Zoom, l’entreprise dont le monde entier a appris le nom pendant le confinement, demande à ses salariés de revenir travailler au bureau


Début août, la plateforme de visioconférence Zoom, dont la croissance a explosé au début de la pandémie avec la généralisation du télétravail, a annoncé qu’elle rappelait ses employés au bureau.

Fin d’une période dorée

Une décision paradoxale pour l’entreprise dont le logiciel a rendu le travail à distance si commode pour des millions de personnes. Seulement voilà, le virtuel ne remplace pas l’humain, même chez Zoom, dont le comité d’entreprise a affirmé « qu’une approche hybride encadrée » permettrait d’assurer un meilleur fonctionnement pour l’entreprise. Désormais, seuls les employés vivant à 80km de leur bureau pourront travailler à distance à plein temps : les autres devront se rendre au bureau au moins deux fois par semaine.
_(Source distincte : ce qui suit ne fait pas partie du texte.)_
//! Boundary conditions at a node

use serde::{Deserialize, Serialize};

/// Restrained degrees of freedom at a node, ordered Tx, Ty, Tz, Rx, Ry, Rz
#[derive(Debug, Clone, Copy, Default, PartialEq, Eq, Serialize, Deserialize)]
pub struct Fixity {
    /// Restrained in X translation
    pub tx: bool,
    /// Restrained in Y translation
    pub ty: bool,
    /// Restrained in Z translation
    pub tz: bool,
    /// Restrained in X rotation
    pub rx: bool,
    /// Restrained in Y rotation
    pub ry: bool,
    /// Restrained in Z rotation
    pub rz: bool,
}

impl Fixity {
    /// No restraints
    pub fn free() -> Self {
        Self::default()
    }

    /// All six DOFs restrained
    pub fn fixed() -> Self {
        Self::from_array([true; 6])
    }

    /// Translations restrained, rotations free
    pub fn pinned() -> Self {
        Self::from_array([true, true, true, false, false, false])
    }

    pub fn with_restraints(tx: bool, ty: bool, tz: bool, rx: bool, ry: bool, rz: bool) -> Self {
        Self { tx, ty, tz, rx, ry, rz }
    }

    pub fn from_array(dofs: [bool; 6]) -> Self {
        let [tx, ty, tz, rx, ry, rz] = dofs;
        Self { tx, ty, tz, rx, ry, rz }
    }

    /// Flags as [Tx, Ty, Tz, Rx, Ry, Rz]
    pub fn as_array(&self) -> [bool; 6] {
        [self.tx, self.ty, self.tz, self.rx, self.ry, self.rz]
    }

    /// Indices (0-5) of the restrained DOFs
    pub fn restrained_dofs(&self) -> Vec<usize> {
        self.as_array()
            .iter()
            .enumerate()
            .filter_map(|(dof, &restrained)| restrained.then_some(dof))
            .collect()
    }

    /// Check if any DOF is restrained
    pub fn is_supported(&self) -> bool {
        self.as_array().contains(&true)
    }

    /// Count number of restrained DOFs
    pub fn num_restrained(&self) -> usize {
        self.as_array().iter().filter(|&&restrained| restrained).count()
    }

    /// Per-DOF rank among the restrained DOFs of this node.
    ///
    /// A free DOF maps to 0, the n-th restrained DOF (in Tx..Rz order) maps
    /// to n. Restraining Ty and Rz gives `[0, 1, 0, 0, 0, 2]`.
    pub fn dof_ranks(&self) -> [usize; 6] {
        let mut ranks = [0; 6];
        let mut rank = 0;
        for (slot, restrained) in ranks.iter_mut().zip(self.as_array()) {
            if restrained {
                rank += 1;
                *slot = rank;
            }
        }
        ranks
    }
}
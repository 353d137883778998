//! Frame model command line tool
//!
//! # Usage
//!
//! ```bash
//! # Print a summary of a model file
//! fmc check model.txt
//!
//! # Rewrite a model with compacted tags
//! fmc renumber model.txt model_out.txt
//!
//! # Split element 3 into four and save
//! fmc split model.txt model_out.txt --element 3 --segments 4
//! ```

use std::path::{Path, PathBuf};

use anyhow::{bail, Context, Result};
use clap::{Parser, Subcommand};
use frame_model::prelude::*;

#[derive(Parser)]
#[command(name = "fmc")]
#[command(about = "Inspect and rewrite frame model solver files", long_about = None)]
struct Cli {
    #[command(subcommand)]
    command: Commands,
}

#[derive(Subcommand)]
enum Commands {
    /// Load a model and print its summary
    Check {
        /// Model file
        input: PathBuf,
    },

    /// Load a model and save it with compacted tags
    Renumber {
        input: PathBuf,
        output: PathBuf,
    },

    /// Load a model and write a JSON snapshot
    Snapshot {
        input: PathBuf,
        /// JSON output path
        output: PathBuf,
    },

    /// Split one element into equal segments and save
    Split {
        input: PathBuf,
        output: PathBuf,

        /// Tag of the element to split
        #[arg(short, long)]
        element: Tag,

        /// Number of segments
        #[arg(short, long, default_value = "2")]
        segments: usize,
    },
}

fn load(path: &Path) -> Result<FrameModel> {
    FrameModel::from_file(path).with_context(|| format!("Failed to load {}", path.display()))
}

fn main() -> Result<()> {
    env_logger::init();
    let cli = Cli::parse();

    match cli.command {
        Commands::Check { input } => {
            let model = load(&input)?;
            println!("=== {} ===", input.display());
            println!("{}", model.summary());
        }
        Commands::Renumber { input, output } => {
            let mut model = load(&input)?;
            let before = model.summary();
            model
                .save_model(&output)
                .with_context(|| format!("Failed to save {}", output.display()))?;
            println!(
                "Renumbered {} node(s): max tag {} -> {}",
                before.nodes,
                before.max_node_tag,
                model.summary().max_node_tag
            );
        }
        Commands::Snapshot { input, output } => {
            let model = load(&input)?;
            std::fs::write(&output, model.to_json()?)
                .with_context(|| format!("Failed to write {}", output.display()))?;
            println!("Wrote snapshot to {}", output.display());
        }
        Commands::Split {
            input,
            output,
            element,
            segments,
        } => {
            let mut model = load(&input)?;
            if segments < 2 {
                bail!("--segments must be at least 2, got {}", segments);
            }
            let parts = model.split_element(element, segments);
            if parts.is_empty() {
                bail!("Element {} was not split: missing, or no free tags left", element);
            }
            println!(
                "Split element {} into {:?} with new nodes {:?}",
                element, parts.elements, parts.nodes
            );
            model
                .save_model(&output)
                .with_context(|| format!("Failed to save {}", output.display()))?;
        }
    }

    Ok(())
}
A lire aussi: Alerte rouge sur l’économie européenne

La période dorée de 2020-2022 est désormais loin derrière nous et Zoom l’a bien senti. Alors qu’en octobre 2020, son action en bourse était montée à 500 dollars, elle n’est plus qu’à 66 dollars aujourd’hui. D’où la baisse des effectifs. En février 2023, l’entreprise a annoncé le licenciement de 15% de ses 8 000 employés et la réduction des salaires pour ses employés les mieux rémunérés.

Mauvais pli

Après deux années de travail à distance dans beaucoup d’entreprises, les effets négatifs de cette pratique ont été bien démontrés : baisse d’efficacité, difficultés à suivre et à coordonner le travail, moindre sociabilité… Mais les habitudes prises depuis trois ans ne disparaîtront pas, à en croire le PDG de Zoom, Eric Yuan. Lors d’un conference call avec des investisseurs au mois de mai, il affirmait que « laisser les employés travailler où bon leur semble est devenu une mode. Il est difficile de les forcer à revenir au bureau. » En France, bien que le télétravail ne représente que 0,6 jour par semaine, contre 1,5 jour aux États-Unis ou outre-Manche, nombre d’employeurs souhaitent désormais le réduire encore. On nous disait qu’après le Covid, tout serait différent. Pas tant que ça, finalement.